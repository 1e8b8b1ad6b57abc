use std::fs;
use std::path::{Component, Path};

use tracing::{debug, warn};
use walkdir::{DirEntry, WalkDir};

use crate::catalog::ItemKind;
use crate::error::{Result, TreeGuardError};
use crate::path_utils::normalize_path;

/// One filesystem entry discovered under the scan root.
#[derive(Debug, Clone, PartialEq, Eq)]
pub struct ScannedEntry {
    /// Normalized root-relative path (`/`-separated).
    pub path: String,
    pub kind: ItemKind,
}

impl ScannedEntry {
    #[must_use]
    pub fn new(path: &str, kind: ItemKind) -> Self {
        Self {
            path: normalize_path(path),
            kind,
        }
    }

    #[must_use]
    pub fn file(path: &str) -> Self {
        Self::new(path, ItemKind::File)
    }

    #[must_use]
    pub fn dir(path: &str) -> Self {
        Self::new(path, ItemKind::Directory)
    }
}

/// Trait for enumerating every entry below a root directory.
pub trait TreeScanner {
    /// Scan `root` recursively and return its entries in traversal order.
    ///
    /// # Errors
    /// Returns an error if the root itself cannot be read.
    fn scan(&self, root: &Path) -> Result<Vec<ScannedEntry>>;
}

/// `walkdir`-backed scanner.
///
/// Entries are visited depth-first with siblings sorted by file name, so a
/// directory always precedes its contents. Hidden entries are included.
/// Symbolic links are resolved to whatever they point at; broken links and
/// special files (sockets, devices, FIFOs) are left out of the result.
#[derive(Debug, Default, Clone, Copy)]
pub struct DirectoryScanner;

impl DirectoryScanner {
    #[must_use]
    pub const fn new() -> Self {
        Self
    }

    fn resolve_kind(entry: &DirEntry) -> Option<ItemKind> {
        let file_type = entry.file_type();
        if file_type.is_file() {
            return Some(ItemKind::File);
        }
        if file_type.is_dir() {
            return Some(ItemKind::Directory);
        }
        if file_type.is_symlink() {
            let target = fs::metadata(entry.path()).ok()?;
            if target.is_file() {
                return Some(ItemKind::File);
            }
            if target.is_dir() {
                return Some(ItemKind::Directory);
            }
        }
        None
    }

    fn check_root(root: &Path) -> Result<()> {
        let metadata = fs::metadata(root).map_err(|source| TreeGuardError::FileRead {
            path: root.to_path_buf(),
            source,
        })?;
        if metadata.is_dir() {
            Ok(())
        } else {
            Err(TreeGuardError::NotADirectory(root.to_path_buf()))
        }
    }
}

impl TreeScanner for DirectoryScanner {
    fn scan(&self, root: &Path) -> Result<Vec<ScannedEntry>> {
        Self::check_root(root)?;

        let mut entries = Vec::new();
        let walker = WalkDir::new(root).min_depth(1).sort_by_file_name();

        for entry in walker {
            let entry = match entry {
                Ok(entry) => entry,
                Err(source) if source.depth() == 0 => {
                    return Err(TreeGuardError::Scan {
                        path: root.to_path_buf(),
                        source,
                    });
                }
                Err(err) => {
                    warn!(error = %err, "skipping unreadable entry");
                    continue;
                }
            };

            let Some(kind) = Self::resolve_kind(&entry) else {
                debug!(path = %entry.path().display(), "skipping entry that is neither a file nor a directory");
                continue;
            };

            let Ok(relative) = entry.path().strip_prefix(root) else {
                continue;
            };
            let Some(path) = catalog_path(relative) else {
                warn!(path = %relative.display(), "skipping entry whose name is not valid UTF-8");
                continue;
            };
            entries.push(ScannedEntry { path, kind });
        }

        debug!(root = %root.display(), entries = entries.len(), "scan complete");
        Ok(entries)
    }
}

/// Join the components of an on-disk relative path with `/`.
///
/// Components are taken as they are, so a `\` inside a file name stays part
/// of that name. Returns `None` when any component is not valid UTF-8.
fn catalog_path(relative: &Path) -> Option<String> {
    let mut parts = Vec::new();
    for component in relative.components() {
        match component {
            Component::Normal(name) => parts.push(name.to_str()?),
            Component::CurDir => {}
            _ => return None,
        }
    }
    Some(parts.join("/"))
}

/// Scanner that hands back a fixed list of entries without touching the disk.
#[derive(Debug, Default, Clone)]
pub struct StaticScanner {
    entries: Vec<ScannedEntry>,
}

impl StaticScanner {
    #[must_use]
    pub const fn new(entries: Vec<ScannedEntry>) -> Self {
        Self { entries }
    }
}

impl TreeScanner for StaticScanner {
    fn scan(&self, _root: &Path) -> Result<Vec<ScannedEntry>> {
        Ok(self.entries.clone())
    }
}

#[cfg(test)]
#[path = "mod_tests.rs"]
mod tests;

-=-=-

In full and without alteration, transcribe the listing above.

repository 1e8b8b1ad6b57abc
use std::fs;
use std::path::{Component, Path};

use tracing::{debug, warn};
use walkdir::{DirEntry, WalkDir};

use crate::catalog::ItemKind;
use crate::error::{Result, TreeGuardError};
use crate::path_utils::normalize_path;

/// One filesystem entry discovered under the scan root.
#[derive(Debug, Clone, PartialEq, Eq)]
pub struct ScannedEntry {
    /// Normalized root-relative path (`/`-separated).
    pub path: String,
    pub kind: ItemKind,
}

impl ScannedEntry {
    #[must_use]
    pub fn new(path: &str, kind: ItemKind) -> Self {
        Self {
            path: normalize_path(path),
            kind,
        }
    }

    #[must_use]
    pub fn file(path: &str) -> Self {
        Self::new(path, ItemKind::File)
    }

    #[must_use]
    pub fn dir(path: &str) -> Self {
        Self::new(path, ItemKind::Directory)
    }
}

/// Trait for enumerating every entry below a root directory.
pub trait TreeScanner {
    /// Scan `root` recursively and return its entries in traversal order.
    ///
    /// # Errors
    /// Returns an error if the root itself cannot be read.
    fn scan(&self, root: &Path) -> Result<Vec<ScannedEntry>>;
}

/// `walkdir`-backed scanner.
///
/// Entries are visited depth-first with siblings sorted by file name, so a
/// directory always precedes its contents. Hidden entries are included.
/// Symbolic links are resolved to whatever they point at; broken links and
/// special files (sockets, devices, FIFOs) are left out of the result.
#[derive(Debug, Default, Clone, Copy)]
pub struct DirectoryScanner;

impl DirectoryScanner {
    #[must_use]
    pub const fn new() -> Self {
        Self
    }

    fn resolve_kind(entry: &DirEntry) -> Option<ItemKind> {
        let file_type = entry.file_type();
        if file_type.is_file() {
            return Some(ItemKind::File);
        }
        if file_type.is_dir() {
            return Some(ItemKind::Directory);
        }
        if file_type.is_symlink() {
            let target = fs::metadata(entry.path()).ok()?;
            if target.is_file() {
                return Some(ItemKind::File);
            }
            if target.is_dir() {
                return Some(ItemKind::Directory);
            }
        }
        None
    }

    fn check_root(root: &Path) -> Result<()> {
        let metadata = fs::metadata(root).map_err(|source| TreeGuardError::FileRead {
            path: root.to_path_buf(),
            source,
        })?;
        if metadata.is_dir() {
            Ok(())
        } else {
            Err(TreeGuardError::NotADirectory(root.to_path_buf()))
        }
    }
}

impl TreeScanner for DirectoryScanner {
    fn scan(&self, root: &Path) -> Result<Vec<ScannedEntry>> {
        Self::check_root(root)?;

        let mut entries = Vec::new();
        let walker = WalkDir::new(root).min_depth(1).sort_by_file_name();

        for entry in walker {
            let entry = match entry {
                Ok(entry) => entry,
                Err(source) if source.depth() == 0 => {
                    return Err(TreeGuardError::Scan {
                        path: root.to_path_buf(),
                        source,
                    });
                }
                Err(err) => {
                    warn!(error = %err, "skipping unreadable entry");
                    continue;
                }
            };

            let Some(kind) = Self::resolve_kind(&entry) else {
                debug!(path = %entry.path().display(), "skipping entry that is neither a file nor a directory");
                continue;
            };

            let Ok(relative) = entry.path().strip_prefix(root) else {
                continue;
            };
            let Some(path) = catalog_path(relative) else {
                warn!(path = %relative.display(), "skipping entry whose name is not valid UTF-8");
                continue;
            };
            entries.push(ScannedEntry { path, kind });
        }

        debug!(root = %root.display(), entries = entries.len(), "scan complete");
        Ok(entries)
    }
}

/// Join the components of an on-disk relative path with `/`.
///
/// Components are taken as they are, so a `\` inside a file name stays part
/// of that name. Returns `None` when any component is not valid UTF-8.
fn catalog_path(relative: &Path) -> Option<String> {
    let mut parts = Vec::new();
    for component in relative.components() {
        match component {
            Component::Normal(name) => parts.push(name.to_str()?),
            Component::CurDir => {}
            _ => return None,
        }
    }
    Some(parts.join("/"))
}

/// Scanner that hands back a fixed list of entries without touching the disk.
#[derive(Debug, Default, Clone)]
pub struct StaticScanner {
    entries: Vec<ScannedEntry>,
}

impl StaticScanner {
    #[must_use]
    pub const fn new(entries: Vec<ScannedEntry>) -> Self {
        Self { entries }
    }
}

impl TreeScanner for StaticScanner {
    fn scan(&self, _root: &Path) -> Result<Vec<ScannedEntry>> {
        Ok(self.entries.clone())
    }
}

#[cfg(test)]
#[path = "mod_tests.rs"]
mod tests;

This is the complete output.